Thursday, September 4, 2008

Losing my religion

Well, well, well. I've reached that treacherous crossroads on my spiritual life where I have spent enough time questioning God and his presence on earth to the point where I'm not sure what to think.

I was born and raised in a conservative Christian home within a multi-generational Christian family. All of my friends around me growing up and through my school years were all in this same boat/perspective. And now, after all of these years, I am wondering what in the hell have I been doing with my time.

It's not like I've encountered some empirical evidence that God is dead - or never was. It is that for something that I've just practiced for most of my life, just never has felt solid for me.

I've tried, committed, gone to meetings, attended church. I know all of the proper things to say and when to say them. I can pray in a group and make it sound all passionate. But it has always felt empty to me. Like hollow promises or better yet just like those trick posters with the dots that some people can just "see" the boat or the airplane but I just see the dots (I honestly can not see how those work).

And, I guess (because I haven't wanted to actually do anything past this point), I'm tired of pretending to have passion about something I just don't feel about. I've even had friends give me books about what to do when I don't desire God. I don't even desire to read the book. How sad.

But Christianity has the real lock on it all. Like every religion on Earth, there is the "bet-the-farm" clause: if you don't believe this holistically, then you are to spend eternity in hell. The Muslims have it, Christians, everyone. But a "relationship" in that context is very much like a marriage where the husband tells the wife: "We can have a wonderful relationship together, love and adoration, or we can just coexist. But if you ever leave me - I'll kill you". And it's just about as flatly delivered as that.

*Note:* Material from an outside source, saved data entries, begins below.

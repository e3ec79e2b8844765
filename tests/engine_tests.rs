//! Integration tests for round resolution, failure atomicity and replay.

use std::cell::RefCell;
use std::rc::Rc;

use gin_rummy::core::parse_cards;
use gin_rummy::{
    Action, Card, CardId, EngineConfig, EngineError, GameRng, InvariantViolation, ListenerControl,
    OutcomeKind, Phase, PlayerId, PlayerPair, RoundState, RummyEngine,
};

// =============================================================================
// Helpers
// =============================================================================

/// Engine where player 0 holds `active` (11 cards, mid-turn) and player 1
/// holds `other`. The remaining cards form the piles.
fn rigged(active: &str, other: &str, scores: [u32; 2]) -> RummyEngine {
    let mut state = RummyEngine::with_seed(99).state().clone();
    let active = parse_cards(active).unwrap();
    let other = parse_cards(other).unwrap();

    let mut pool: Vec<Card> = Vec::new();
    for player in PlayerId::both() {
        pool.append(&mut state.hands[player]);
    }
    pool.append(&mut state.draw_pile);
    pool.append(&mut state.discard_pile);
    pool.retain(|c| !active.contains(c) && !other.contains(c));

    state.hands[PlayerId::ZERO] = active;
    state.hands[PlayerId::ONE] = other;
    state.discard_pile = pool.pop().into_iter().collect();
    state.draw_pile = pool;
    state.current_player = PlayerId::ZERO;
    state.phase = Phase::Discard;
    state.scores = PlayerPair::new(scores[0], scores[1]);

    RummyEngine::from_state(EngineConfig::default(), state, GameRng::new(99)).unwrap()
}

fn id(card: &str) -> CardId {
    card.parse().unwrap()
}

/// Gin after dropping KH.
const GIN_HAND: &str = "AC 2C 3C 4D 4H 4S 8S 9S 10S JS KH";
/// 31 deadwood: 5C-7C and three 7s melded, KD 2D 9H QC left.
const THIRTY_ONE: &str = "5C 6C 7C 7D 7H 7S KD 2D 9H QC";
/// 8 deadwood (8H) after dropping KD.
const EIGHT_HAND: &str = "3C 4C 5C 7D 7H 7S 9S 10S JS 8H KD";

// =============================================================================
// Round Resolution
// =============================================================================

#[test]
fn test_gin_by_knock_scores_56() {
    let mut engine = rigged(GIN_HAND, THIRTY_ONE, [0, 0]);
    engine.knock_with_discard(id("KH")).unwrap();

    let state = engine.state();
    assert_eq!(state.phase, Phase::RoundOver);
    assert_eq!(state.knocker, Some(PlayerId::ZERO));
    assert_eq!(state.scores.clone().into_array(), [56, 0]);

    let outcome = state.outcome.as_ref().unwrap();
    assert_eq!(outcome.kind, OutcomeKind::Gin);
    assert_eq!(outcome.deadwood.clone().into_array(), [0, 31]);
}

#[test]
fn test_gin_by_plain_discard() {
    let mut engine = rigged(GIN_HAND, THIRTY_ONE, [0, 0]);
    assert!(engine.is_gin());
    engine.discard(id("KH")).unwrap();

    let state = engine.state();
    assert_eq!(state.phase, Phase::RoundOver);
    assert_eq!(state.scores[PlayerId::ZERO], 56);
    assert_eq!(
        state.round_result.as_deref(),
        Some("Player 0 went gin and scores 56 (deadwood 0 vs 31)")
    );
}

#[test]
fn test_knock_scores_difference() {
    // Opponent: aces and sixes melded, 5H 5S 2H 3S = 15.
    let mut engine = rigged(EIGHT_HAND, "AC AD AS 6C 6D 6H 5H 5S 2H 3S", [0, 0]);
    assert!(engine.can_knock());
    assert!(!engine.is_gin());
    engine.knock_with_discard(id("KD")).unwrap();

    let state = engine.state();
    assert_eq!(state.outcome.as_ref().map(|o| o.kind), Some(OutcomeKind::Knock));
    assert_eq!(state.scores.clone().into_array(), [7, 0]);
    assert_eq!(state.top_discard().map(|c| c.id), Some(id("KD")));
}

#[test]
fn test_undercut_rewards_defender() {
    // Knocker keeps 9H (9); opponent holds two four-card sets plus 2H 4S (6).
    let mut engine = rigged(
        "3C 4C 5C 7D 7H 7S 9S 10S JS 9H KD",
        "AC AD AS AH 6C 6D 6H 6S 2H 4S",
        [0, 0],
    );
    engine.knock_with_discard(id("KD")).unwrap();

    let state = engine.state();
    assert_eq!(state.knocker, Some(PlayerId::ZERO));
    assert_eq!(
        state.outcome.as_ref().map(|o| o.kind),
        Some(OutcomeKind::Undercut)
    );
    assert_eq!(state.scores.clone().into_array(), [0, 28]);
}

#[test]
fn test_reaching_target_finishes_match() {
    // 8 vs 13 deadwood: +5 on top of 97.
    let mut engine = rigged(EIGHT_HAND, "AC AD AS AH 6C 6D 6H 6S 5H 8C", [97, 0]);
    engine.knock_with_discard(id("KD")).unwrap();

    let state = engine.state();
    assert_eq!(state.scores.clone().into_array(), [102, 0]);
    assert_eq!(state.phase, Phase::Finished);
    assert_eq!(state.winner, Some(PlayerId::ZERO));

    let result = engine.result().unwrap();
    assert!(result.is_winner(PlayerId::ZERO));
    assert!(engine.legal_actions().is_empty());
    assert!(matches!(
        engine.new_round(),
        Err(EngineError::WrongPhase { phase: Phase::Finished, .. })
    ));
}

// =============================================================================
// Failure Atomicity
// =============================================================================

#[test]
fn test_failed_knock_is_byte_identical() {
    let mut engine = rigged(
        "2C 9C KC 3D 8D QD 4H 7H JH 5S 10S",
        "AC 3C 5C 7C AD 4D 6D 9D 2H 5H",
        [0, 0],
    );
    let notified = Rc::new(RefCell::new(0));
    let counter = Rc::clone(&notified);
    engine.subscribe(move |_| {
        *counter.borrow_mut() += 1;
        ListenerControl::Keep
    });

    let before = engine.state().to_bytes().unwrap();
    for card in ["2C", "QD", "10S"] {
        let err = engine.knock_with_discard(id(card)).unwrap_err();
        assert!(matches!(err, EngineError::InvalidKnock { limit: 10, .. }));
        assert_eq!(engine.state().to_bytes().unwrap(), before);
    }

    engine.enter_knock_phase().unwrap();
    assert!(engine.knock_with_discard(id("KC")).is_err());
    assert_eq!(engine.state().phase, Phase::KnockDiscard);
    assert_eq!(*notified.borrow(), 1);
}

#[test]
fn test_rejected_actions_leave_state_untouched() {
    let mut engine = RummyEngine::with_seed(21);
    let before = engine.state().clone();
    let foreign = engine.state().hand(PlayerId::ONE)[0].id;

    assert!(engine.discard(foreign).is_err());
    assert!(engine.enter_knock_phase().is_err());
    assert!(engine.knock_with_discard(foreign).is_err());
    assert!(engine.apply_as(PlayerId::ONE, Action::DrawFromPile).is_err());
    assert!(engine.new_round().is_err());

    assert_eq!(engine.state(), &before);
    assert!(engine.history().is_empty());

    engine.draw_from_pile().unwrap();
    assert_eq!(
        engine.discard(foreign),
        Err(EngineError::CardNotFound(foreign))
    );
    assert_eq!(engine.state().active_hand().len(), 11);
}

// =============================================================================
// Rounds and Listeners
// =============================================================================

#[test]
fn test_stock_exhaustion_draws_round_and_keeps_starter() {
    let mut state: RoundState = RummyEngine::with_seed(8).state().clone();
    let stock: Vec<Card> = state.draw_pile.drain(..).collect();
    state.discard_pile.extend(stock);
    let mut engine =
        RummyEngine::from_state(EngineConfig::default(), state, GameRng::new(8)).unwrap();

    let seen = Rc::new(RefCell::new(Vec::new()));
    let log = Rc::clone(&seen);
    engine.subscribe(move |s| {
        log.borrow_mut().push(s.phase);
        ListenerControl::Keep
    });

    assert!(matches!(
        engine.draw_from_pile(),
        Err(EngineError::EmptyPile(_))
    ));
    assert_eq!(engine.state().phase, Phase::RoundOver);
    assert_eq!(engine.state().knocker, None);

    engine.new_round().unwrap();
    assert_eq!(engine.state().current_player, PlayerId::ZERO);
    assert_eq!(engine.state().round_number, 2);
    assert_eq!(*seen.borrow(), vec![Phase::RoundOver, Phase::Draw]);
}

#[test]
fn test_listener_unsubscribe() {
    let mut engine = RummyEngine::with_seed(3);
    let calls = Rc::new(RefCell::new(0));

    let counter = Rc::clone(&calls);
    let id = engine.subscribe(move |_| {
        *counter.borrow_mut() += 1;
        ListenerControl::Keep
    });
    let once = Rc::clone(&calls);
    engine.subscribe(move |_| {
        *once.borrow_mut() += 100;
        ListenerControl::Unsubscribe
    });

    engine.draw_from_pile().unwrap();
    assert_eq!(*calls.borrow(), 101);

    assert!(engine.unsubscribe(id));
    let card = engine.state().active_hand()[0].id;
    engine.discard(card).unwrap();
    assert_eq!(*calls.borrow(), 101);
}

// =============================================================================
// Replay and Snapshots
// =============================================================================

#[test]
fn test_history_replays_to_same_state() {
    let mut original = RummyEngine::with_seed(77);
    let mut rng = GameRng::new(1);
    for _ in 0..300 {
        match original.state().phase {
            Phase::Finished => break,
            Phase::RoundOver => original.new_round().unwrap(),
            _ => {
                let actions = original.legal_actions();
                let action = *rng.choose(&actions).unwrap();
                let _ = original.apply(action);
            }
        }
    }

    let mut replay = RummyEngine::with_seed(77);
    let mut round = 1;
    for record in original.history().iter() {
        if record.round != round {
            replay.new_round().unwrap();
            round = record.round;
        }
        let result = replay.apply_as(record.player, record.action);
        assert!(result.is_ok() || matches!(result, Err(EngineError::EmptyPile(_))));
    }
    while replay.state().round_number < original.state().round_number {
        replay.new_round().unwrap();
    }

    assert_eq!(replay.state(), original.state());
    assert_eq!(replay.rng_state(), original.rng_state());
}

#[test]
fn test_snapshot_resumes_mid_turn() {
    let mut engine = RummyEngine::with_seed(12);
    engine.draw_from_discard().unwrap();

    let bytes = engine.state().to_bytes().unwrap();
    let state = RoundState::from_bytes(&bytes).unwrap();
    let mut resumed =
        RummyEngine::from_state(EngineConfig::default(), state, GameRng::new(12)).unwrap();

    assert_eq!(resumed.state().phase, Phase::Discard);
    let card = resumed.state().active_hand()[0].id;
    resumed.discard(card).unwrap();
    assert_eq!(resumed.state().current_player, PlayerId::ONE);
}

#[test]
fn test_snapshot_with_broken_rules_rejected() {
    let resume = |state: RoundState| {
        RummyEngine::from_state(EngineConfig::default(), state, GameRng::new(4)).map(|_| ())
    };
    let base = RummyEngine::with_seed(4).state().clone();

    let mut gin = base.clone();
    gin.phase = Phase::Gin;
    assert_eq!(
        resume(gin),
        Err(EngineError::InvalidState(InvariantViolation::TransientPhase))
    );

    let mut finished = base.clone();
    finished.phase = Phase::Finished;
    finished.scores = PlayerPair::new(100, 150);
    finished.winner = Some(PlayerId::ZERO);
    assert!(matches!(
        resume(finished),
        Err(EngineError::InvalidState(InvariantViolation::WrongWinner { .. }))
    ));

    // A stock card whose faces were swapped for another card's.
    let mut forged = base;
    let stock_card = forged.draw_pile[0].id;
    let other = forged.hands[PlayerId::ZERO][0];
    forged.draw_pile[0].suit = other.suit;
    forged.draw_pile[0].rank = other.rank;
    assert_eq!(
        resume(forged),
        Err(EngineError::InvalidState(InvariantViolation::CardMismatch(stock_card)))
    );
}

In my experience, evangelical Christians sing and praise God every Sunday, read the Bible, have special bible studies, Sunday schools and the like - but I have not seen the response from God. My mind thinks - why would God even enjoy this? It's a narcissistic behavior of which we, as humans, are not to indulge in. And for all of the evidence that we are to take without question - the Holy Bible and it's stories, it just seems that it works best in a context of illiterate, non-educated peoples where hope is just about all they can ever wish for in their miserable existence.

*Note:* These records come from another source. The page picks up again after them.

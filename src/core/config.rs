//! Engine configuration.
//!
//! `EngineConfig::default()` is standard two-player Gin Rummy: ten-card
//! hands, knock on 10 or less, 25-point gin and undercut bonuses, game to 100.
//! Hosts may load a config from any serde format and call `validate()`.

use serde::{Deserialize, Serialize};
use thiserror::Error;

use super::deck::DECK_SIZE;
use crate::melds::MeldStrategy;

/// Rejected configuration.
#[derive(Clone, Debug, PartialEq, Eq, Error)]
pub enum ConfigError {
    #[error("target score must be positive")]
    ZeroTarget,
    #[error("hand size {0} cannot be dealt from a 52-card deck")]
    HandTooLarge(usize),
    #[error("hand size must be positive")]
    EmptyHand,
}

/// Rules constants for one match.
#[derive(Clone, Debug, PartialEq, Eq, Serialize, Deserialize)]
#[serde(default)]
pub struct EngineConfig {
    /// Cumulative score that ends the match.
    pub target_score: u32,

    /// Highest deadwood total allowed when knocking.
    pub knock_limit: u32,

    /// Bonus awarded on top of the opponent's deadwood for going gin.
    pub gin_bonus: u32,

    /// Bonus awarded to the defender when a knock is undercut.
    pub undercut_bonus: u32,

    /// Cards dealt to each player.
    pub hand_size: usize,

    /// Meld partitioning used for knock, gin and scoring decisions.
    pub meld_strategy: MeldStrategy,
}

impl Default for EngineConfig {
    fn default() -> Self {
        Self {
            target_score: 100,
            knock_limit: 10,
            gin_bonus: 25,
            undercut_bonus: 25,
            hand_size: 10,
            meld_strategy: MeldStrategy::Greedy,
        }
    }
}

impl EngineConfig {
    /// Standard rules.
    #[must_use]
    pub fn new() -> Self {
        Self::default()
    }

    #[must_use]
    pub fn with_target_score(mut self, target: u32) -> Self {
        self.target_score = target;
        self
    }

    #[must_use]
    pub fn with_knock_limit(mut self, limit: u32) -> Self {
        self.knock_limit = limit;
        self
    }

    #[must_use]
    pub fn with_hand_size(mut self, size: usize) -> Self {
        self.hand_size = size;
        self
    }

    #[must_use]
    pub fn with_meld_strategy(mut self, strategy: MeldStrategy) -> Self {
        self.meld_strategy = strategy;
        self
    }

    /// Check that a match can be played with these settings.
    pub fn validate(&self) -> Result<(), ConfigError> {
        if self.target_score == 0 {
            return Err(ConfigError::ZeroTarget);
        }
        if self.hand_size == 0 {
            return Err(ConfigError::EmptyHand);
        }
        // Both hands, one upcard and one card to draw.
        let needed = self.hand_size.checked_mul(2).and_then(|n| n.checked_add(2));
        if needed.is_none_or(|n| n > DECK_SIZE) {
            return Err(ConfigError::HandTooLarge(self.hand_size));
        }
        Ok(())
    }
}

It's not that hedonism is the way to go - I believe that we Americans have imbibed a little too long on the creature comforts of life (I am truly guilty of this) - but where does God fit in now? Maybe we are set up for a grand experiment like the character Constantine eludes to where God is "just a kid with an ant farm" and he just watches casually from afar.

I can't even really bring myself to think much along these lines as my lifelong indoctrination won't let me dwell on heresy for more than a minute or so as for fear of being struck down by God Himself. To announce that God is Dead is tantamount to saying humankind has been a ship lost at sea for it's entire existence. Having God in place gives us at least some form of grounding - a beacon, no matter how faint, that gives us some focus lest the sea swallow us up.

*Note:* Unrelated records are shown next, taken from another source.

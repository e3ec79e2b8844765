//! Round scoring.
//!
//! - Gin: knocker scores the gin bonus plus the opponent's deadwood.
//! - Knock: knocker scores the deadwood difference if strictly lower.
//! - Undercut: otherwise the opponent scores the difference plus the
//!   undercut bonus.

use crate::core::{EngineConfig, OutcomeKind, PlayerId, PlayerPair, RoundOutcome};

/// Score a round ended by `knocker`.
#[must_use]
pub fn score_round(
    knocker: PlayerId,
    knocker_deadwood: u32,
    opponent_deadwood: u32,
    gin: bool,
    config: &EngineConfig,
) -> RoundOutcome {
    let opponent = knocker.opponent();
    let mut deadwood = PlayerPair::default();
    deadwood[knocker] = knocker_deadwood;
    deadwood[opponent] = opponent_deadwood;

    let (kind, awarded_to, points) = if gin {
        (OutcomeKind::Gin, knocker, config.gin_bonus + opponent_deadwood)
    } else if knocker_deadwood < opponent_deadwood {
        (OutcomeKind::Knock, knocker, opponent_deadwood - knocker_deadwood)
    } else {
        (
            OutcomeKind::Undercut,
            opponent,
            knocker_deadwood - opponent_deadwood + config.undercut_bonus,
        )
    };

    RoundOutcome {
        kind,
        awarded_to: Some(awarded_to),
        points,
        deadwood,
    }
}

/// Match winner once either score reaches the target: the higher score,
/// player 0 on an exact tie.
#[must_use]
pub fn match_winner(scores: &PlayerPair<u32>, target: u32) -> Option<PlayerId> {
    let (a, b) = (scores[PlayerId::ZERO], scores[PlayerId::ONE]);
    if a < target && b < target {
        return None;
    }
    Some(if b > a { PlayerId::ONE } else { PlayerId::ZERO })
}

/// One-line summary of a scored round for `RoundState::round_result`.
#[must_use]
pub fn describe(outcome: &RoundOutcome) -> String {
    let headline = match (outcome.kind, outcome.awarded_to) {
        (OutcomeKind::Gin, Some(p)) => format!("{p} went gin"),
        (OutcomeKind::Knock, Some(p)) => format!("{p} won the knock"),
        (OutcomeKind::Undercut, Some(p)) => format!("{p} undercut the knock"),
        _ => return "Draw pile exhausted: round is a draw".to_string(),
    };
    format!(
        "{headline} and scores {} (deadwood {} vs {})",
        outcome.points,
        outcome.deadwood[PlayerId::ZERO],
        outcome.deadwood[PlayerId::ONE]
    )
}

There is a part of me that thinks that upon my death, and the great mystery is revealed to me, that the conjured images of heaven and hell just won't be there. That I will have a chance to have part of my life force reunite with my passed loved ones until my energy fades into non-existence once the people on Earth who knew me don't any more. And at that point there won't be any reason to exist anyway - no matter in what form.

And maybe that really isn't a bad way to go out - and that eternity, no matter how grand it is portrayed in a heaven sense, just would be boring after a few thousand years and every conversation you've ever wanted to have has happened and every book or piece of knowledge has been consumed. What after that? It starts to look a lot like hell in the form of boredom.

I should stop here - this subject is far too big and complex to summarize into a tidy blog post - but it will be visited from time to time as I deal with this.

1 comment:

Tania said...

What an interesting post. I am intrigued by your perspective and honest assessment of your position. I think that no matter what our upbringing, there comes a time in our lives when we have to decide for ourselves where we stand on this subject. I admire you for being so open about it. I actually believe that God is, in all senses of the word, our Father. And he loves us at least as much as our biological father does. I believe that he desires a relationship with us on a very personal basis and that He is not an apathetic observer of human behavior. On the contrary, I believe that he is there cheering us on as we make our way through life--like our dad would on the sidelines of the soccer field. I think there's room in his embrace for the abundantly educated and those with all the luxuries of human life but it's up to us to open our arms too. Just my thought.